Opinión

No hay motivos para la alegría

El número de mujeres y menores víctimas de violencia de género que han solicitado asistencia a través del Teléfono de Información a las Mujeres de la Junta ha crecido solo en Cádiz un 166,66% en el mes de agosto. Estos son los datos proporcionados por la Delegación de Gobierno de la Junta de Andalucía, que no ha dudado en achacar esta subida a la difusión de la campaña contra los malos tratos —que no violencia de género, según este organismo— lanzada ese mismo mes en la comunidad andaluza y que generó una enorme polémica por su contenido y su forma.

Así, la consejera de Igualdad Rocío Ruiz volvía a defender que la administración pública usara fotografías de mujeres sonrientes procedentes de un banco de imágenes de clínicas dentales europeas porque entendían que eso “permite dar visibilidad y reconocer públicamente la valentía y el coraje de las mujeres supervivientes”. Es cuanto menos cuestionable que esa “felicidad” se muestre con mujeres que ni siquiera saben por qué ni para qué sonríen. Nadie cuestiona nunca, ni debería hacerlo, esa llamada valentía de las mujeres que sufren agresiones a manos de hombres que deberían tratarlas como una igual y no como un objeto que golpear.

Críticas aparte a una campaña cuanto menos cuestionable, y que en numerosos círculos se ha considerado que tiene por detrás la mano del partido de ultraderecha Vox y su constante negación de la violencia de género, las cifras proporcionadas por el Gobierno andaluz no son motivo de algarabía ya que ponen sobre la mesa la existencia real de un problema social que no conseguimos atajar, en buena medida porque los gobiernos no lo tratan con la seriedad que merece. El número oficial de mujeres asesinadas en este 2019 solamente a manos de sus parejas o exparejas ya ha ascendido a 44, nueve de ellas en Andalucía —la primera en la lista de comunidades españolas—, no oficiales lamentamos ya 77 feminicidios hasta la fecha. Datos para nada satisfactorios sino todo lo contrario.

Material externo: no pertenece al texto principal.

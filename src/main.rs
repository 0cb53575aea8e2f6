use std::sync::Arc;

use anyhow::Context;
use tracing_subscriber::EnvFilter;

use movie_recommender::{
    config::Config,
    routes::{create_router, AppState},
    services::{providers::TmdbProvider, PosterResolver, Recommender},
    store::ModelArtifacts,
};

#[tokio::main]
async fn main() -> anyhow::Result<()> {
    tracing_subscriber::fmt()
        .with_env_filter(
            EnvFilter::try_from_default_env()
                .unwrap_or_else(|_| EnvFilter::new("movie_recommender=info,tower_http=info")),
        )
        .init();

    // Missing credentials or model files stop the process before it serves anything
    let config = Config::from_env().context("Failed to resolve configuration")?;
    let artifacts =
        ModelArtifacts::load(&config.model_dir).context("Failed to load model artifacts")?;

    let provider = TmdbProvider::from_config(&config).context("Failed to build TMDB client")?;
    let posters = PosterResolver::from_config(Arc::new(provider), &config);
    let recommender = Recommender::new(&artifacts, posters);

    let app = create_router(AppState::new(recommender));

    let address = config.bind_address();
    let listener = tokio::net::TcpListener::bind(&address)
        .await
        .with_context(|| format!("Failed to bind {}", address))?;
    tracing::info!(
        address = %address,
        movies = artifacts.catalog.len(),
        poster_timeout_secs = config.poster_timeout_secs,
        "Server running"
    );

    axum::serve(listener, app)
        .with_graceful_shutdown(shutdown_signal())
        .await?;

    tracing::info!("Server stopped");
    Ok(())
}

async fn shutdown_signal() {
    if let Err(e) = tokio::signal::ctrl_c().await {
        tracing::error!(error = %e, "Failed to listen for shutdown signal");
        std::future::pending::<()>().await;
    }
}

Siguiendo con los datos, en Andalucía, el Teléfono de Información a las Mujeres recibía en agosto 3.362 llamadas frente a las 2.396 del mismo periodo de 2018, eso supone 966 más y un incremento del 40,31%. Para la Junta esto son datos positivos, su campaña funciona y las mujeres solicitan más asistencia ante casos de violencia de género. Sin embargo, ¿qué les espera después? ¿De qué nos sirve que un teléfono funcione si hecho el paso más difícil para una víctima —la de denunciar—, se encuentra con un sistema que no las protege como debería, que no destina los recursos necesarios para que se sientan totalmente seguras? ¿Cómo explicarles a esas mujeres que hayan denunciado —o se planteen hacerlo—, por ejemplo en El Ejido (Almería), que su gobierno local había solicitado dejar de utilizar el sistema de seguimiento de víctimas de violencia machista (Viogen) del Ministerio del Interior y que funciona en 394 ciudades para evitar nuevos crímenes machistas?

El Gobierno de Andalucía formado por PP y Ciudadanos —y sustentado por Vox— dice que se puede salir del “infierno de la violencia de género” y se da golpes en el pecho al sacar a la luz estos datos, pero lo que no dicen es que no creen realmente en la violencia de género ni en el feminismo —a las palabras del alcalde de Madrid (PP) me remito— y que están más cómodos asumiendo los postulados de un partido de ultraderecha que combatiendo con recursos económicos y sociales la violencia machista.

Hace pocos días conocíamos que una concejal de Vox en Elche (Alicante) había sufrido una agresión a manos de su ex marido y que, ni corta ni perezosa, lamentaba en rueda de prensa que la ley lo tipificase como violencia de género cuando ella lo consideraba “una agresión física puntual”. Ese negacionismo es el que impide que se den pasos hacia delante en la lucha contra la violencia machista, porque recordemos, VOX es clave en muchos gobiernos -el andaluz incluido- y su mensaje anti feminista son miles de piedras en nuestro camino hacia la igualdad.